Thanks for the detailed report. After a quick investigation it seems to be a bug. Will investigate further.

johnw3d commented 4 years ago

Hi Igor. In case it's useful, here are much simpler grammars & test sentence that show the difference. Let me know if there's anything else I can do to help chase this down.

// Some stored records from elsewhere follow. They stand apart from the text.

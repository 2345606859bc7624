//! v002 -- Post feed, user settings and feed notifications.

use rusqlite::Connection;

/// SQL executed when upgrading from version 1 to version 2.
const UP_SQL: &str = r#"
-- ----------------------------------------------------------------
-- User settings (JSON object)
-- ----------------------------------------------------------------
ALTER TABLE users ADD COLUMN settings TEXT NOT NULL DEFAULT '{}';

-- ----------------------------------------------------------------
-- Posts
-- ----------------------------------------------------------------
CREATE TABLE IF NOT EXISTS posts (
    seq       INTEGER PRIMARY KEY AUTOINCREMENT,  -- creation order
    id        TEXT NOT NULL UNIQUE,
    user_id   TEXT NOT NULL,
    text      TEXT NOT NULL,
    image     TEXT NOT NULL DEFAULT '',
    timestamp TEXT NOT NULL,
    edited    TEXT
);

CREATE TABLE IF NOT EXISTS post_likes (
    post_id  TEXT NOT NULL,
    user_id  TEXT NOT NULL,
    position INTEGER NOT NULL,

    PRIMARY KEY (post_id, user_id),
    FOREIGN KEY (post_id) REFERENCES posts(id) ON DELETE CASCADE
);

CREATE TABLE IF NOT EXISTS post_comments (
    seq         INTEGER PRIMARY KEY AUTOINCREMENT,
    id          TEXT NOT NULL UNIQUE,
    post_id     TEXT NOT NULL,
    user_id     TEXT NOT NULL,
    user_name   TEXT NOT NULL,              -- snapshot at creation
    user_avatar TEXT NOT NULL,
    text        TEXT NOT NULL,
    timestamp   TEXT NOT NULL,

    FOREIGN KEY (post_id) REFERENCES posts(id) ON DELETE CASCADE
);

CREATE INDEX IF NOT EXISTS idx_post_comments_post
    ON post_comments(post_id, seq);

-- ----------------------------------------------------------------
-- Notifications: conversation id becomes optional, post id added.
-- SQLite cannot relax NOT NULL in place, so the table is rebuilt.
-- ----------------------------------------------------------------
CREATE TABLE notifications_v2 (
    id              TEXT PRIMARY KEY NOT NULL,
    user_id         TEXT NOT NULL,
    kind            TEXT NOT NULL,
    from_user_id    TEXT NOT NULL,
    conversation_id TEXT,
    message_id      TEXT,
    post_id         TEXT,
    timestamp       TEXT NOT NULL,
    read            INTEGER NOT NULL DEFAULT 0
);

INSERT INTO notifications_v2
    (id, user_id, kind, from_user_id, conversation_id, message_id, timestamp, read)
SELECT id, user_id, kind, from_user_id, conversation_id, message_id, timestamp, read
FROM notifications;

DROP TABLE notifications;
ALTER TABLE notifications_v2 RENAME TO notifications;

CREATE INDEX IF NOT EXISTS idx_notifications_user
    ON notifications(user_id, timestamp DESC);
"#;

/// Apply the feed migration.
pub fn up(conn: &Connection) -> Result<(), rusqlite::Error> {
    conn.execute_batch(UP_SQL)
}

Test string: 자전거:NNG; 있:VV; 어요:SEF; .:SF;

The above sentence is simpleNoun simpleVerb predicateEndingSuffix sentenceEnd

Parsing succeeds with:

sentence1:              subordinateClause* clause sentenceEnd;

subordinateClause:      clause clauseConnector;

clause:                 singleNounPhrase* verbPhrase;

// ----------
singleNounPhrase:       determiner simpleNoun  |  simpleNoun;    
// ----------

verbPhrase:             simpleVerb verbSuffix* predicateEndingSuffix?;

terminals
    sentenceEnd:            /[^:]+:(SF);/;
    clauseConnector:        /[^:]+:(EC|CCF|CCMOD|CCNOM);/;
    determiner:             /[^:]+:(MM);/;
    simpleNoun:             /[^:]+:(NNG|NNP|NNB|NR|SL|NP|SN);/;
    simpleVerb:             /[^:]+:(VV|VVD|VHV);/;
    verbSuffix:             /[^:]+:(EP|TNS);/;
    predicateEndingSuffix:  /[^:]+:(SEF|EF);/;

Parsing fails with:

sentence1:              subordinateClause* clause sentenceEnd;

subordinateClause:      clause clauseConnector;

clause:                 singleNounPhrase* verbPhrase;

// ----------
singleNounPhrase:       determiner_opt simpleNoun;  
determiner_opt:         determiner | EMPTY;
// ----------

verbPhrase:             simpleVerb verbSuffix* predicateEndingSuffix?
terminals
    sentenceEnd:            /[^:]+:(SF);/;
    clauseConnector:        /[^:]+:(EC|CCF|CCMOD|CCNOM);/;
    determiner:             /[^:]+:(MM);/;
    simpleNoun:             /[^:]+:(NNG|NNP|NNB|NR|SL|NP|SN);/;
    simpleVerb:             /[^:]+:(VV|VVD|VHV);/;
    verbSuffix:             /[^:]+:(EP|TNS);/;
    predicateEndingSuffix:  /[^:]+:(SEF|EF);/;
igordejanovic commented 4 years ago

Hi John. I'm in the process of a greater long due rework and cleanup that will solve this issue as some other reported lately and make code simpler and easier to maintain along the way. I made a good progress so far and expect to finish during the next week so will let you know if you have time to tests with your grammars/inputs. This shorter grammar will be an excellent regression test for the issue. Thanks.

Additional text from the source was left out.